* THE PROBLEM: Every line from the top of the material through the line holding "pub struct Node" should be copied exactly, and only those lines.

** Opening SUPPLIED ENTRIES block **

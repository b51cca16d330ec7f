//! TermAutomaton: Multi-Pattern Aho-Corasick Automaton
//!
//! Compiles a glossary (or any pattern set) into a trie with failure links
//! and closed output sets, so a single left-to-right pass reports every
//! pattern ending at every position.
//!
//! Nodes live in an arena and address each other by index. Children are
//! owned edges of the trie; failure links are plain indices fixed at build
//! time. The automaton is immutable after `build` and can be shared across
//! threads for concurrent scans.

use std::collections::{HashMap, HashSet, VecDeque};

use super::utf16::{len_utf16, to_units, trim_js};

// =============================================================================
// Types
// =============================================================================

/// Index of a node in the arena
pub type NodeId = usize;

/// Registration index of a deduplicated pattern
pub type PatternId = usize;

/// The root node always sits at index 0
pub const ROOT: NodeId = 0;

/// A single trie node
#[derive(Debug, Clone, Default)]
pub struct Node {
    /// Outgoing trie edges keyed by UTF-16 code unit
    children: HashMap<u16, NodeId>,
    /// Longest proper suffix of this path that is also a trie path
    fail: NodeId,
    /// Patterns recognized on reaching this node, in registration order
    output: Vec<PatternId>,
}

impl Node {
    pub fn child(&self, unit: u16) -> Option<NodeId> {
        self.children.get(&unit).copied()
    }

    pub fn fail(&self) -> NodeId {
        self.fail
    }

    pub fn output(&self) -> &[PatternId] {
        &self.output
    }
}

/// A registered pattern with its UTF-16 length cached
#[derive(Debug, Clone, PartialEq, Eq)]
pub struct Pattern {
    pub text: String,
    pub len_utf16: usize,
}

/// Immutable Aho-Corasick automaton over UTF-16 code units
#[derive(Debug, Clone)]
pub struct TermAutomaton {
    nodes: Vec<Node>,
    patterns: Vec<Pattern>,
}

/// Options that shape how raw patterns are normalized before insertion
#[derive(Debug, Clone, Copy)]
pub struct BuildOptions {
    /// Trim surrounding whitespace from every pattern
    pub trim: bool,
}

impl Default for BuildOptions {
    fn default() -> Self {
        Self { trim: true }
    }
}

// =============================================================================
// Construction
// =============================================================================

impl TermAutomaton {
    /// Build an automaton with default options (patterns trimmed)
    pub fn build<I, S>(patterns: I) -> Self
    where
        I: IntoIterator<Item = S>,
        S: AsRef<str>,
    {
        Self::build_with(patterns, BuildOptions::default())
    }

    /// Build an automaton from raw patterns.
    ///
    /// Whitespace-only patterns are dropped and duplicates collapse to their
    /// first registration. An empty set yields an automaton that never matches.
    pub fn build_with<I, S>(patterns: I, options: BuildOptions) -> Self
    where
        I: IntoIterator<Item = S>,
        S: AsRef<str>,
    {
        let mut automaton = Self {
            nodes: vec![Node::default()],
            patterns: Vec::new(),
        };

        let mut seen: HashSet<String> = HashSet::new();
        for raw in patterns {
            let raw = raw.as_ref();
            let text = if options.trim { trim_js(raw) } else { raw };
            if trim_js(text).is_empty() || !seen.insert(text.to_string()) {
                continue;
            }
            automaton.insert(text);
        }

        automaton.link_failures();

        log::trace!(
            "TermAutomaton built: {} patterns, {} nodes",
            automaton.patterns.len(),
            automaton.nodes.len()
        );
        automaton
    }

    /// Walk (and extend) the trie path for `text`, marking its terminal node
    fn insert(&mut self, text: &str) {
        let id = self.patterns.len();
        self.patterns.push(Pattern {
            text: text.to_string(),
            len_utf16: len_utf16(text),
        });

        let mut node = ROOT;
        for unit in to_units(text) {
            node = match self.nodes[node].child(unit) {
                Some(next) => next,
                None => {
                    let next = self.nodes.len();
                    self.nodes.push(Node::default());
                    self.nodes[node].children.insert(unit, next);
                    next
                }
            };
        }
        self.nodes[node].output.push(id);
    }

    /// Breadth-first failure links plus output closure.
    ///
    /// BFS order guarantees a node's failure target is finalized (including
    /// its closed output set) before the node itself is visited.
    fn link_failures(&mut self) {
        let mut queue: VecDeque<NodeId> = VecDeque::new();

        let root_children: Vec<NodeId> = self.nodes[ROOT].children.values().copied().collect();
        for child in root_children {
            self.nodes[child].fail = ROOT;
            queue.push_back(child);
        }

        while let Some(node) = queue.pop_front() {
            let edges: Vec<(u16, NodeId)> = self.nodes[node]
                .children
                .iter()
                .map(|(&unit, &child)| (unit, child))
                .collect();

            for (unit, child) in edges {
                let fail = self.resolve_fail(self.nodes[node].fail, unit);
                self.nodes[child].fail = fail;

                let closed = merge_sorted(&self.nodes[child].output, &self.nodes[fail].output);
                self.nodes[child].output = closed;

                queue.push_back(child);
            }
        }
    }

    /// Follow failure links from `start` until a node with a `unit` edge is found
    fn resolve_fail(&self, start: NodeId, unit: u16) -> NodeId {
        let mut cursor = start;
        loop {
            if let Some(next) = self.nodes[cursor].child(unit) {
                return next;
            }
            if cursor == ROOT {
                return ROOT;
            }
            cursor = self.nodes[cursor].fail;
        }
    }
}

/// Union of two ascending id lists into a fresh ascending list
fn merge_sorted(own: &[PatternId], inherited: &[PatternId]) -> Vec<PatternId> {
    let mut out = Vec::with_capacity(own.len() + inherited.len());
    let (mut i, mut j) = (0, 0);
    while i < own.len() && j < inherited.len() {
        match own[i].cmp(&inherited[j]) {
            std::cmp::Ordering::Less => {
                out.push(own[i]);
                i += 1;
            }
            std::cmp::Ordering::Greater => {
                out.push(inherited[j]);
                j += 1;
            }
            std::cmp::Ordering::Equal => {
                out.push(own[i]);
                i += 1;
                j += 1;
            }
        }
    }
    out.extend_from_slice(&own[i..]);
    out.extend_from_slice(&inherited[j..]);
    out
}

// =============================================================================
// Read-only access
// =============================================================================

impl TermAutomaton {
    /// Number of distinct patterns
    pub fn pattern_count(&self) -> usize {
        self.patterns.len()
    }

    /// Number of trie nodes, root included
    pub fn node_count(&self) -> usize {
        self.nodes.len()
    }

    pub fn is_empty(&self) -> bool {
        self.patterns.is_empty()
    }

    pub fn pattern(&self, id: PatternId) -> &Pattern {
        &self.patterns[id]
    }

    pub fn patterns(&self) -> impl Iterator<Item = &str> {
        self.patterns.iter().map(|p| p.text.as_str())
    }

    pub fn node(&self, id: NodeId) -> &Node {
        &self.nodes[id]
    }

    /// Transition function: descend on `unit`, falling back along failure links
    pub fn step(&self, mut node: NodeId, unit: u16) -> NodeId {
        loop {
            if let Some(next) = self.nodes[node].child(unit) {
                return next;
            }
            if node == ROOT {
                return ROOT;
            }
            node = self.nodes[node].fail;
        }
    }
}

// =============================================================================
// Tests
// =============================================================================

#[cfg(test)]
mod tests {
    use super::*;

    fn walk(ac: &TermAutomaton, path: &str) -> NodeId {
        to_units(path)
            .into_iter()
            .fold(ROOT, |node, unit| ac.node(node).child(unit).expect("path exists"))
    }

    fn outputs(ac: &TermAutomaton, path: &str) -> Vec<String> {
        ac.node(walk(ac, path))
            .output()
            .iter()
            .map(|&id| ac.pattern(id).text.clone())
            .collect()
    }

    #[test]
    fn test_empty_set_has_only_root() {
        let ac = TermAutomaton::build(Vec::<String>::new());
        assert!(ac.is_empty());
        assert_eq!(ac.node_count(), 1);
    }

    #[test]
    fn test_blank_patterns_discarded() {
        let ac = TermAutomaton::build(["", "   ", "\t\n"]);
        assert_eq!(ac.pattern_count(), 0);
    }

    #[test]
    fn test_duplicates_collapse() {
        let ac = TermAutomaton::build(["GPU", "GPU", " GPU "]);
        assert_eq!(ac.pattern_count(), 1);
        assert_eq!(outputs(&ac, "GPU"), vec!["GPU"]);
    }

    #[test]
    fn test_byte_order_mark_is_trimmed() {
        let ac = TermAutomaton::build(["\u{FEFF}GPU", "GPU", "\u{FEFF}"]);
        assert_eq!(ac.pattern_count(), 1);
        assert_eq!(ac.pattern(0).text, "GPU");
    }

    #[test]
    fn test_untrimmed_build_keeps_whitespace() {
        let ac = TermAutomaton::build_with([" a", "a"], BuildOptions { trim: false });
        assert_eq!(ac.pattern_count(), 2);
    }

    #[test]
    fn test_shared_prefix_reuses_nodes() {
        let ac = TermAutomaton::build(["he", "her", "hers"]);
        // root + h, e, r, s
        assert_eq!(ac.node_count(), 5);
    }

    #[test]
    fn test_root_children_fail_to_root() {
        let ac = TermAutomaton::build(["ab", "b"]);
        assert_eq!(ac.node(walk(&ac, "a")).fail(), ROOT);
        assert_eq!(ac.node(walk(&ac, "b")).fail(), ROOT);
    }

    #[test]
    fn test_failure_link_is_longest_suffix() {
        let ac = TermAutomaton::build(["she", "he", "hers"]);
        // "sh" -> "h", "she" -> "he"
        assert_eq!(ac.node(walk(&ac, "sh")).fail(), walk(&ac, "h"));
        assert_eq!(ac.node(walk(&ac, "she")).fail(), walk(&ac, "he"));
    }

    #[test]
    fn test_output_closure_in_registration_order() {
        // "c" registered first, so it precedes "abc" at the shared node
        let ac = TermAutomaton::build(["c", "abc", "bc"]);
        assert_eq!(outputs(&ac, "abc"), vec!["c", "abc", "bc"]);
        assert_eq!(outputs(&ac, "ab"), Vec::<String>::new());
    }

    #[test]
    fn test_step_follows_failure_chain() {
        let ac = TermAutomaton::build(["abd", "bc"]);
        let ab = walk(&ac, "ab");
        // No 'c' after "ab"; falls back to "b" then takes 'c'
        assert_eq!(ac.step(ab, b'c' as u16), walk(&ac, "bc"));
        assert_eq!(ac.step(ab, b'z' as u16), ROOT);
    }

    #[test]
    fn test_merge_sorted_dedupes() {
        assert_eq!(merge_sorted(&[1, 4], &[0, 1, 5]), vec![0, 1, 4, 5]);
        assert_eq!(merge_sorted(&[], &[2]), vec![2]);
    }
}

** Closing SUPPLIED ENTRIES block **

* RESPONSE TO THE TASK:
repository b51cca16d330ec7f
//! TermAutomaton: Multi-Pattern Aho-Corasick Automaton
//!
//! Compiles a glossary (or any pattern set) into a trie with failure links
//! and closed output sets, so a single left-to-right pass reports every
//! pattern ending at every position.
//!
//! Nodes live in an arena and address each other by index. Children are
//! owned edges of the trie; failure links are plain indices fixed at build
//! time. The automaton is immutable after `build` and can be shared across
//! threads for concurrent scans.

use std::collections::{HashMap, HashSet, VecDeque};

use super::utf16::{len_utf16, to_units, trim_js};

// =============================================================================
// Types
// =============================================================================

/// Index of a node in the arena
pub type NodeId = usize;

/// Registration index of a deduplicated pattern
pub type PatternId = usize;

/// The root node always sits at index 0
pub const ROOT: NodeId = 0;

/// A single trie node
#[derive(Debug, Clone, Default)]
pub struct Node {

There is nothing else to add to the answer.